→ EXERCISE AIM
Count the lines below that include "Debug". Only the number should be given.

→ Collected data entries
____

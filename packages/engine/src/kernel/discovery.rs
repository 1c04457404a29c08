//! Embedding/discovery service contract (§6.3). Vector search and semantic
//! matching live entirely in this external collaborator (explicit Non-goal
//! here).

use async_trait::async_trait;
use serde::{Deserialize, Serialize};

#[derive(Debug, thiserror::Error)]
pub enum DiscoveryError {
    #[error("discovery service unreachable: {0}")]
    Unreachable(String),
}

#[derive(Debug, Clone, Serialize, Deserialize)]
pub struct DiscoveredAgent {
    pub id: String,
    pub name: String,
    pub package_name: String,
    pub similarity: f64,
}

#[async_trait]
pub trait DiscoveryService: Send + Sync {
    /// discover(task, threshold, limit) -> ranked candidates (§6.3).
    async fn discover(
        &self,
        task: &str,
        threshold: f64,
        limit: u32,
    ) -> Result<Vec<DiscoveredAgent>, DiscoveryError>;

    /// reindex(description) -> vector (§6.3); engine treats the vector opaquely.
    async fn reindex(&self, description: &str) -> Result<Vec<f32>, DiscoveryError>;
}

pub struct HttpDiscoveryService {
    http: reqwest::Client,
    base_url: String,
}

impl HttpDiscoveryService {
    pub fn new(base_url: impl Into<String>) -> Self {
        Self {
            http: reqwest::Client::new(),
            base_url: base_url.into(),
        }
    }
}

#[async_trait]
impl DiscoveryService for HttpDiscoveryService {
    async fn discover(
        &self,
        task: &str,
        threshold: f64,
        limit: u32,
    ) -> Result<Vec<DiscoveredAgent>, DiscoveryError> {
        let response = self
            .http
            .post(format!("{}/discover", self.base_url))
            .json(&serde_json::json!({"task": task, "threshold": threshold, "limit": limit}))
            .send()
            .await
            .map_err(|e| DiscoveryError::Unreachable(e.to_string()))?;

        #[derive(Deserialize)]
        struct Response {
            agents: Vec<DiscoveredAgent>,
        }

        let body: Response = response
            .json()
            .await
            .map_err(|e| DiscoveryError::Unreachable(e.to_string()))?;

        Ok(body.agents)
    }

    async fn reindex(&self, description: &str) -> Result<Vec<f32>, DiscoveryError> {
        #[derive(Deserialize)]
        struct Response {
            vector: Vec<f32>,
        }

        let response = self
            .http
            .post(format!("{}/reindex", self.base_url))
            .json(&serde_json::json!({"description": description}))
            .send()
            .await
            .map_err(|e| DiscoveryError::Unreachable(e.to_string()))?;

        let body: Response = response
            .json()
            .await
            .map_err(|e| DiscoveryError::Unreachable(e.to_string()))?;

        Ok(body.vector)
    }
}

____

→ REPLY TO THE EXERCISE
2